Пять лет ходил Экпенион женихом. И когда выросла Эдэт, сказал отцу, что нашел себе невесту черепаху: «Черепахова дочка Эдэт». Разгневался царь и созвал сход – люди и звери: судить сына. Велит привести Эдэт. И когда появилась Эдэт, все были поражены ее красотой. «Я созвал вас сына судить: он нарушил мою волю. Но когда я увидел Эдэт, не могу его карать за выбор!» И царь простил сына. И все – и люди и звери – одобрили царя. И велел царь восьми эгбосам идти во все концы царства и объявить: «если бы оказалась в его царстве девушка красивее невест царевича и царевич полюбит ее, ни она, ни ее отец, ни ее мать не будут казнены». И дал эгбосам снег и пальмового вина. И в тот же день сыграли свадьбу. Пятьдесят дней длился пир: пять жареных коров и вдоволь сладкой фу-фу и пальмового масла, и по всем перекресткам горшки с пальмовым вином: пей, сколько душа возьмет. День и ночь шли пиры и пляски. Когда же кончился пир, царь отдал полцарства старой черепахе и триста рабов в помощь; и Экпенион дал ей двести женщин и сто девушек для работ. Были черепахи бедные из бедных, а стали богатыми – первые после царя. А когда помер царь, стал царем Экпенион, а Эдэт – царицей. И всякий – человек ли, зверь ли – понял тогда мудрую старую черепаху. И с той поры слывет черепаха премудрой среди людей и зверей.
Первые слезы
– Кабильская –
Тогда проходил по земле – ни отца, ни матери он не знал – беспризорный. И никто не позаботится, никто не спросит, почему он печален? А был он очень печален, но не плакал. Слез тогда еще не было в мире. Увидел его месяц: какой печальный и одинокий идет по земле. И когда пришла ночь, месяц спустился на землю, лег перед ним на земле. «Плачь! – сказал месяц. – Но слезами не слези землю: от земли человек ест. Я возьму твои слезы на небо». И заплакал печальный: вся покинутость и безродность, все одинокое кануло в слезах. Это были первые слезы.

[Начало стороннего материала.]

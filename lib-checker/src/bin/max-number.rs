//! AcWing 1275 最大数
//!
//! `A t`で`(t + last) mod p`を末尾に追加し、`Q L`で末尾`L`個の最大値を答える。
//! `last`は直前の`Q`の答え(初期値0)。

use std::io::{self, BufRead, BufWriter, Write};

use anyhow::Context;
use proconio::{input, source::once::OnceSource};
use segment_tree::{operation, Segtree};

fn solve<R: BufRead, W: Write>(source: &mut OnceSource<R>, out: &mut W) -> anyhow::Result<()> {
    input! {
        from &mut *source,
        m: usize,
        p: i64,
    }
    let mut segtree = Segtree::new(vec![0i64; m], operation::max());
    let mut cnt = 0usize;
    let mut last = 0i64;
    for _ in 0..m {
        input! {
            from &mut *source,
            kind: char,
            x: i64,
        }
        match kind {
            'A' => {
                segtree
                    .set(cnt, (x + last).rem_euclid(p))
                    .context("more appends than operations")?;
                cnt += 1;
            }
            'Q' => {
                let l = usize::try_from(x).context("negative query length")?;
                last = segtree
                    .query(cnt.wrapping_sub(l), cnt.wrapping_sub(1))
                    .with_context(|| format!("Q {l} with only {cnt} numbers"))?;
                writeln!(out, "{last}")?;
            }
            _ => anyhow::bail!("unknown operation {kind:?}"),
        }
    }
    tracing::debug!(appended = cnt, "done");
    Ok(())
}

fn main() -> anyhow::Result<()> {
    lib_checker::init_logging();
    let stdin = io::stdin();
    let mut source = OnceSource::new(stdin.lock());
    let stdout = io::stdout();
    let mut out = BufWriter::new(stdout.lock());
    solve(&mut source, &mut out)?;
    out.flush()?;
    Ok(())
}
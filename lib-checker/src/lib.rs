use tracing_subscriber::EnvFilter;

/// `RUST_LOG`で指定されたレベルのログを標準エラー出力に出す。標準出力は解答用に空けておく。
pub fn init_logging() {
    tracing_subscriber::fmt()
        .with_env_filter(EnvFilter::from_default_env())
        .with_writer(std::io::stderr)
        .init();
}
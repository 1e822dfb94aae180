//! Common test utilities for `PackRelay` integration tests.
//!
//! The real archiver and transfer tool are replaced by doubles: an
//! in-process archiver that copies bytes, and `sh` scripts standing in for
//! croc. Scripts see the request through environment variables:
//!
//! - `PACKRELAY_CODE`: the pairing code
//! - `PACKRELAY_PATH`: the payload of a send
//! - `PACKRELAY_OUT`: the output directory of a receive

#![allow(dead_code)]

use std::path::{Path, PathBuf};
use std::sync::atomic::{AtomicUsize, Ordering};
use std::sync::Arc;
use std::time::{Duration, SystemTime};

use packrelay_core::code::TransferCode;
use packrelay_core::events::CoreEvent;
use packrelay_core::tools::{strip_archive_extension, Archiver, TransferRequest, TransferTool};
use packrelay_core::{Error, Result};

/// Archiver double: an "archive" is a byte copy of a single file.
///
/// Archives whose content is `partial` fail the integrity test.
#[derive(Debug, Default)]
pub struct CopyArchiver {
    compressions: AtomicUsize,
}

impl CopyArchiver {
    /// Shared instance, so tests can keep a handle for counting.
    pub fn shared() -> Arc<Self> {
        Arc::new(Self::default())
    }

    /// Number of `compress` calls so far.
    pub fn compressions(&self) -> usize {
        self.compressions.load(Ordering::SeqCst)
    }
}

impl Archiver for CopyArchiver {
    fn compress(&self, source: &Path, archive: &Path) -> Result<()> {
        self.compressions.fetch_add(1, Ordering::SeqCst);
        std::fs::copy(source, archive)?;
        Ok(())
    }

    fn test(&self, archive: &Path) -> Result<()> {
        if std::fs::read(archive)? == b"partial" {
            return Err(Error::ToolFailure {
                tool: "copy".to_string(),
                operation: "test".to_string(),
                exit_code: Some(2),
            });
        }
        Ok(())
    }

    fn extract(&self, archive: &Path, dest: &Path) -> Result<()> {
        let name = archive
            .file_name()
            .expect("archive has a file name")
            .to_string_lossy()
            .into_owned();
        std::fs::copy(archive, dest.join(strip_archive_extension(&name, self.extension())))?;
        Ok(())
    }
}

/// Transfer tool double running an `sh` script.
#[derive(Debug, Clone)]
pub struct ScriptTool {
    script: String,
    env: Vec<(String, PathBuf)>,
}

impl ScriptTool {
    /// Run `script` for every request.
    pub fn new(script: &str) -> Self {
        Self {
            script: script.to_string(),
            env: Vec::new(),
        }
    }

    /// Expose `path` to the script as `$key`.
    pub fn env(mut self, key: &str, path: &Path) -> Self {
        self.env.push((key.to_string(), path.to_path_buf()));
        self
    }

    /// Shared trait object.
    pub fn shared(self) -> Arc<dyn TransferTool> {
        Arc::new(self)
    }
}

impl TransferTool for ScriptTool {
    fn name(&self) -> &str {
        "script"
    }

    fn command(&self, request: &TransferRequest) -> tokio::process::Command {
        let mut cmd = tokio::process::Command::new("sh");
        cmd.arg("-c").arg(&self.script);
        cmd.env("PACKRELAY_CODE", request.code().as_str());

        match request {
            TransferRequest::Send { path, .. } => {
                cmd.env("PACKRELAY_PATH", path);
            }
            TransferRequest::Receive { out_dir, .. } => {
                cmd.env("PACKRELAY_OUT", out_dir);
            }
        }

        for (key, value) in &self.env {
            cmd.env(key, value);
        }
        cmd
    }
}

/// Shell prelude that increments the counter in `$COUNTER` and leaves the
/// new value in `$n`.
pub const COUNT_ATTEMPT: &str =
    r#"n=$(cat "$COUNTER" 2>/dev/null || echo 0); n=$((n + 1)); echo "$n" > "$COUNTER"; "#;

/// Read the attempt counter written by [`COUNT_ATTEMPT`].
pub fn attempts(counter: &Path) -> usize {
    std::fs::read_to_string(counter)
        .ok()
        .and_then(|s| s.trim().parse().ok())
        .unwrap_or(0)
}

/// Parse a code, panicking on invalid input.
pub fn code(s: &str) -> TransferCode {
    TransferCode::parse(s).expect("valid test code")
}

/// Create a temporary directory for test files.
///
/// The directory will be automatically cleaned up when the returned
/// `TempDir` is dropped.
pub fn create_temp_dir() -> tempfile::TempDir {
    tempfile::tempdir().expect("Failed to create temp directory")
}

/// Create a test file with the given content.
pub fn create_test_file(dir: &Path, name: &str, content: &[u8]) -> PathBuf {
    let path = dir.join(name);
    if let Some(parent) = path.parent() {
        std::fs::create_dir_all(parent).expect("Failed to create parent directories");
    }
    std::fs::write(&path, content).expect("Failed to write test file");
    path
}

/// Set a file's modification time to `secs` after the epoch.
pub fn set_mtime(path: &Path, secs: u64) {
    std::fs::File::options()
        .write(true)
        .open(path)
        .expect("open for set_modified")
        .set_modified(SystemTime::UNIX_EPOCH + Duration::from_secs(secs))
        .expect("set_modified");
}

/// `SystemTime` `secs` after the epoch.
pub fn at(secs: u64) -> SystemTime {
    SystemTime::UNIX_EPOCH + Duration::from_secs(secs)
}

/// Poll `condition` every 20ms until it holds or `timeout` elapses.
pub async fn wait_for(timeout: Duration, mut condition: impl FnMut() -> bool) -> bool {
    let deadline = tokio::time::Instant::now() + timeout;
    while tokio::time::Instant::now() < deadline {
        if condition() {
            return true;
        }
        tokio::time::sleep(Duration::from_millis(20)).await;
    }
    condition()
}

/// Names from every `Extracted` event.
pub fn extracted_names(events: &[CoreEvent]) -> Vec<String> {
    events
        .iter()
        .filter_map(|e| match e {
            CoreEvent::Extracted { name, .. } => Some(name.clone()),
            _ => None,
        })
        .collect()
}

/// Messages of every log event.
pub fn log_messages(events: &[CoreEvent]) -> Vec<String> {
    events
        .iter()
        .filter_map(|e| match e {
            CoreEvent::Log { message, .. } => Some(message.clone()),
            _ => None,
        })
        .collect()
}
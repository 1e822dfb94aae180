//! Core-to-UI events.
//!
//! Every long-lived loop in the core (transfer sessions, the live extractor,
//! the folder watcher, each listener) reports to the state-owning layer by
//! sending [`CoreEvent`]s over a channel instead of mutating shared state.
//! [`EventSink`] is the sending half; each loop owns its own clone.
//!
//! Log lines are emitted twice: once as a `tracing` record for diagnostics
//! and once as a timestamped [`CoreEvent::Log`] for whoever renders the
//! activity log.

use std::path::PathBuf;

use chrono::{DateTime, Utc};
use serde::{Deserialize, Serialize};
use tokio::sync::mpsc;

/// Severity of a log event.
#[derive(Debug, Clone, Copy, PartialEq, Eq, Serialize, Deserialize)]
#[serde(rename_all = "lowercase")]
pub enum LogLevel {
    /// Routine progress
    Info,
    /// Something went wrong but will be retried
    Warn,
    /// An operation failed
    Error,
}

/// Events emitted by the core for UI updates.
#[derive(Debug, Clone, PartialEq, Eq, Serialize, Deserialize)]
#[serde(tag = "event", rename_all = "snake_case")]
pub enum CoreEvent {
    /// A line of tool output or a lifecycle message
    Log {
        /// Severity
        level: LogLevel,
        /// Message text
        message: String,
        /// When the line was produced
        timestamp: DateTime<Utc>,
    },
    /// A send request has been archived and is ready to transfer
    SendStaged {
        /// Path handed to the transfer tool
        payload: PathBuf,
    },
    /// A manual send attempt finished
    SendFinished {
        /// Whether the transfer completed
        success: bool,
    },
    /// A manual receive attempt finished
    ReceiveFinished {
        /// Whether the transfer completed
        success: bool,
    },
    /// An archive was unpacked and removed
    Extracted {
        /// Original (extension-stripped) name
        name: String,
        /// Directory the content was extracted into
        path: PathBuf,
    },
    /// The folder watcher confirmed delivery of a file
    FilePushed {
        /// Source file that was sent
        path: PathBuf,
    },
    /// The folder watcher loop has exited
    WatcherStopped,
    /// A required external tool is not installed
    ToolMissing {
        /// Name or path of the tool
        tool: String,
    },
    /// The manual transfer state machine changed state
    StateChanged {
        /// New state, as displayed
        state: String,
    },
}

/// Cloneable sending half of the core event channel.
#[derive(Debug, Clone)]
pub struct EventSink {
    tx: mpsc::UnboundedSender<CoreEvent>,
}

impl EventSink {
    /// Create a sink and the receiver the UI reads events from.
    #[must_use]
    pub fn channel() -> (Self, mpsc::UnboundedReceiver<CoreEvent>) {
        let (tx, rx) = mpsc::unbounded_channel();
        (Self { tx }, rx)
    }

    /// Emit an event. A closed receiver is ignored.
    pub fn emit(&self, event: CoreEvent) {
        let _ = self.tx.send(event);
    }

    /// Emit an informational log line.
    pub fn info(&self, message: impl Into<String>) {
        let message = message.into();
        tracing::info!("{message}");
        self.log(LogLevel::Info, message);
    }

    /// Emit a warning log line.
    pub fn warn(&self, message: impl Into<String>) {
        let message = message.into();
        tracing::warn!("{message}");
        self.log(LogLevel::Warn, message);
    }

    /// Emit an error log line.
    pub fn error(&self, message: impl Into<String>) {
        let message = message.into();
        tracing::error!("{message}");
        self.log(LogLevel::Error, message);
    }

    /// Forward one line of raw tool output.
    pub fn output(&self, line: &str) {
        tracing::debug!(target: "packrelay_core::tool_output", "{line}");
        self.log(LogLevel::Info, line.to_string());
    }

    fn log(&self, level: LogLevel, message: String) {
        self.emit(CoreEvent::Log {
            level,
            message,
            timestamp: Utc::now(),
        });
    }
}

/// Collect all events currently buffered in a receiver.
///
/// Handy for tests and for UIs that render in batches.
pub fn drain(rx: &mut mpsc::UnboundedReceiver<CoreEvent>) -> Vec<CoreEvent> {
    let mut events = Vec::new();
    while let Ok(event) = rx.try_recv() {
        events.push(event);
    }
    events
}
//! Send command implementation.

use anyhow::{bail, Context, Result};

use packrelay_core::code::TransferCode;
use packrelay_core::state::TransferController;

use super::drive::{self, Direction};
use super::SendArgs;
use crate::ui::{self, CodeBox};

/// Run the send command.
pub async fn run(args: SendArgs) -> Result<()> {
    let config = super::load_config();

    if !args.path.exists() {
        bail!("Path not found: {}", args.path.display());
    }
    let path = args
        .path
        .canonicalize()
        .with_context(|| format!("Failed to resolve {}", args.path.display()))?;

    let code = match args.code.as_deref() {
        Some(code) => TransferCode::parse(code)?,
        None => TransferCode::generate(config.general.code_length)?,
    };

    let (mut controller, mut events) = TransferController::from_config(&config)?;

    if args.json {
        let output = serde_json::json!({
            "status": "staging",
            "code": code.as_str(),
            "path": path.display().to_string(),
        });
        println!("{}", serde_json::to_string(&output)?);
    } else {
        ui::header();
        CodeBox::new(code.as_str())
            .with_hint("packrelay receive <code>")
            .display();
        println!();
        println!("  Packing {}...", path.display());
        println!();
        if !args.batch {
            drive::print_controls();
        }
    }

    controller.start_send(path, code)?;
    let ending = drive::run(
        &mut controller,
        &mut events,
        Direction::Send,
        args.json,
        !args.batch,
        &super::interrupt_token(),
    ).await?;

    drive::report(ending, Direction::Send, args.json)
}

Первые слезы упали не на землю, а на месяц. «Слезы, – сказал месяц, – я даю тебе этот дар и все тебя будут любить!» И месяц поднялся и поплыл по небу. А тот пошел по земле.
И с каждым днем все ему по-другому: не было человека, кто бы ни взглянул на него – и все его одаряли. А на месяце видите темные пятна? – не темные пятна – первые слезы покинутого, – первые слезы мира.